Kseniia Bolshakova (Dolgan) is an Indigenous language activist and writer and a member of the Dolgan Tribal community Yydyna (“Moonlight” in Dolgan), born and raised in the Dolgan settlement and tundra of Popigai on the Taymyr peninsula in the Russian Arctic. She grew up reindeer herding, fishing, hunting, and gathering. Bolshakova is deeply concerned about the loss of her mother tongue and Traditional Knowledge, as well as issues of ongoing colonization and the results of assimilation by the Russian State. “I am very worried about the low self-determination in my community. Because of this, my people are largely indifferent to the loss of our native language, Traditional Knowledge, and way of life. I understand that this is due to colonization and not being recognized by the authorities as Indigenous Peoples themselves, as well as State assimilation efforts succeeding. Being small in number, we are in danger of extinction, both physically and spiritually,” she says.
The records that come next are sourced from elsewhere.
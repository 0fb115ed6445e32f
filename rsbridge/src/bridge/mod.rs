//! The relay carrying events from SDK threads to the consumer thread.
//!
//! SDK threads submit [`PendingEvent`]s through a [`Notifier`]. The consumer thread delivers them
//! with [`Host::dispatch`](crate::Host::dispatch). Every submitted event ends up either run or
//! released, exactly once, including events still queued when the relay is torn down.
use std::cell::RefCell;
use std::mem;
use std::sync::atomic::{AtomicBool, AtomicU64, Ordering};
use std::sync::Arc;

use crossbeam_channel::{bounded, unbounded, Receiver, Sender, TrySendError};
use log::{debug, error, warn};
use thiserror::Error;

use crate::host::Host;

#[cfg(test)]
mod tests;

/// What a submitter does when the relay is full.
///
/// A capacity of zero is raised to one.
#[derive(Debug, Clone, Copy, Default, PartialEq, Eq, Hash)]
pub enum Backpressure {
    /// Never full.
    #[default]
    Unbounded,
    /// Block the submitting thread while `n` events are queued.
    Block(usize),
    /// Release the event being submitted while `n` events are queued.
    DropNewest(usize),
}

/// Why a submission was refused. The event has been released either way.
#[derive(Error, Debug, Clone, Copy, PartialEq, Eq)]
pub enum SubmitError {
    #[error("The event relay has been torn down")]
    TornDown,
    #[error("The event relay is full")]
    Overflow,
}

/// Work created on an SDK thread to be finished on the consumer thread.
pub trait PendingEvent: Send {
    /// Delivers the event. Ownership of everything it carries moves into the callback.
    fn run(self: Box<Self>, host: &Host);

    /// Gives up the event without delivering it. Dropping does the releasing by default.
    fn release(self: Box<Self>) {}
}

#[derive(Debug, Default)]
struct Counters {
    submitted: AtomicU64,
    run: AtomicU64,
    released: AtomicU64,
    rejected: AtomicU64,
}

/// A snapshot of what went through a relay.
///
/// Once everything has been delivered or torn down, `submitted == run + released`.
/// Rejected submissions are also counted as released.
#[derive(Debug, Clone, Copy, Default, PartialEq, Eq)]
pub struct BridgeStats {
    pub submitted: u64,
    pub run: u64,
    pub released: u64,
    pub rejected: u64,
}

/// A queued event. Whatever happens to it, it is either run or released exactly once.
pub(crate) struct Envelope {
    event: Option<Box<dyn PendingEvent>>,
    counters: Arc<Counters>,
}

impl Envelope {
    pub(crate) fn run(mut self, host: &Host) {
        if let Some(event) = self.event.take() {
            self.counters.run.fetch_add(1, Ordering::Relaxed);
            event.run(host);
        }
    }
}

impl Drop for Envelope {
    fn drop(&mut self) {
        if let Some(event) = self.event.take() {
            self.counters.released.fetch_add(1, Ordering::Relaxed);
            event.release();
        }
    }
}

/// The submitting side of a relay. `Send` and cheap to clone.
#[derive(Clone)]
pub struct Notifier {
    sender: Sender<Envelope>,
    open: Arc<AtomicBool>,
    counters: Arc<Counters>,
    drop_newest: bool,
}

impl Notifier {
    /// Queues `event` for the consumer thread. Callable from any thread.
    ///
    /// With [`Backpressure::Block`] this waits while the relay is full.
    pub fn notify_main_thread(&self, event: Box<dyn PendingEvent>) -> Result<(), SubmitError> {
        self.counters.submitted.fetch_add(1, Ordering::Relaxed);
        let envelope = Envelope {
            event: Some(event),
            counters: self.counters.clone(),
        };

        let refused = if !self.open.load(Ordering::Acquire) {
            Some((SubmitError::TornDown, envelope))
        } else if self.drop_newest {
            match self.sender.try_send(envelope) {
                Ok(()) => None,
                Err(TrySendError::Full(envelope)) => Some((SubmitError::Overflow, envelope)),
                Err(TrySendError::Disconnected(envelope)) => {
                    Some((SubmitError::TornDown, envelope))
                }
            }
        } else {
            self.sender
                .send(envelope)
                .err()
                .map(|err| (SubmitError::TornDown, err.into_inner()))
        };

        match refused {
            None => Ok(()),
            Some((reason, envelope)) => {
                self.counters.rejected.fetch_add(1, Ordering::Relaxed);
                match reason {
                    SubmitError::TornDown => {
                        error!("event submitted after the relay was torn down, releasing it")
                    }
                    SubmitError::Overflow => warn!("event relay is full, releasing the newest event"),
                }
                drop(envelope);
                Err(reason)
            }
        }
    }

    /// Whether the relay still accepts events.
    #[inline]
    pub fn is_open(&self) -> bool {
        self.open.load(Ordering::Acquire)
    }
}

struct Relay {
    receiver: Receiver<Envelope>,
    notifier: Notifier,
}

enum RelayState {
    Idle,
    Open(Relay),
    TornDown(Notifier),
}

/// The consumer side of a relay. Lives inside the host.
pub(crate) struct Bridge {
    backpressure: Backpressure,
    counters: Arc<Counters>,
    state: RefCell<RelayState>,
}

impl Bridge {
    pub(crate) fn new(backpressure: Backpressure) -> Self {
        let backpressure = match backpressure {
            Backpressure::Block(0) => {
                warn!("event relay capacity of zero raised to one");
                Backpressure::Block(1)
            }
            Backpressure::DropNewest(0) => {
                warn!("event relay capacity of zero raised to one");
                Backpressure::DropNewest(1)
            }
            other => other,
        };
        Self {
            backpressure,
            counters: Arc::default(),
            state: RefCell::new(RelayState::Idle),
        }
    }

    /// Returns a notifier, creating the relay on first use.
    ///
    /// After teardown the notifier refuses everything.
    pub(crate) fn notifier(&self) -> Notifier {
        let mut state = self.state.borrow_mut();
        match &*state {
            RelayState::Open(relay) => relay.notifier.clone(),
            RelayState::TornDown(notifier) => notifier.clone(),
            RelayState::Idle => {
                let (sender, receiver) = match self.backpressure {
                    Backpressure::Unbounded => unbounded(),
                    Backpressure::Block(n) | Backpressure::DropNewest(n) => bounded(n),
                };
                let notifier = Notifier {
                    sender,
                    open: Arc::new(AtomicBool::new(true)),
                    counters: self.counters.clone(),
                    drop_newest: matches!(self.backpressure, Backpressure::DropNewest(_)),
                };
                debug!("event relay initialized ({:?})", self.backpressure);
                *state = RelayState::Open(Relay {
                    receiver,
                    notifier: notifier.clone(),
                });
                notifier
            }
        }
    }

    pub(crate) fn receiver(&self) -> Option<Receiver<Envelope>> {
        match &*self.state.borrow() {
            RelayState::Open(relay) => Some(relay.receiver.clone()),
            _ => None,
        }
    }

    pub(crate) fn is_open(&self) -> bool {
        matches!(&*self.state.borrow(), RelayState::Open(_))
    }

    /// Number of events waiting for delivery.
    pub(crate) fn pending(&self) -> usize {
        match &*self.state.borrow() {
            RelayState::Open(relay) => relay.receiver.len(),
            _ => 0,
        }
    }

    pub(crate) fn stats(&self) -> BridgeStats {
        BridgeStats {
            submitted: self.counters.submitted.load(Ordering::Relaxed),
            run: self.counters.run.load(Ordering::Relaxed),
            released: self.counters.released.load(Ordering::Relaxed),
            rejected: self.counters.rejected.load(Ordering::Relaxed),
        }
    }

    /// Closes the relay and releases everything still queued. Returns how many were released.
    pub(crate) fn teardown(&self) -> usize {
        // Notifiers handed out after teardown must refuse, even if the relay was never used.
        self.notifier();
        let relay = {
            let mut state = self.state.borrow_mut();
            match mem::replace(&mut *state, RelayState::Idle) {
                RelayState::Open(relay) => {
                    *state = RelayState::TornDown(relay.notifier.clone());
                    relay
                }
                other => {
                    *state = other;
                    return 0;
                }
            }
        };

        relay.notifier.open.store(false, Ordering::Release);
        let mut released = 0;
        while let Ok(envelope) = relay.receiver.try_recv() {
            drop(envelope);
            released += 1;
        }
        // Anything that slips in after the drain is discarded, and released, with the receiver.
        drop(relay);
        debug!("event relay torn down, {released} queued events released");
        released
    }
}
Dolgan is the northernmost Turkic language in the world and is closely tied to reindeer herding. There are only 8,000 Dolgans and just 800 speakers of Dolgan worldwide, making Dolgan a critically endangered language. Bolshakova belongs to the youngest, and possibly last, generation of Dolgan speakers. The closest linguistic relative to Dolgan, which means “tribe living on the middle reaches of the river,” is Sakha. The language is local and restricted to a small area, and has declined in usage due to assimilation efforts by the Russian State.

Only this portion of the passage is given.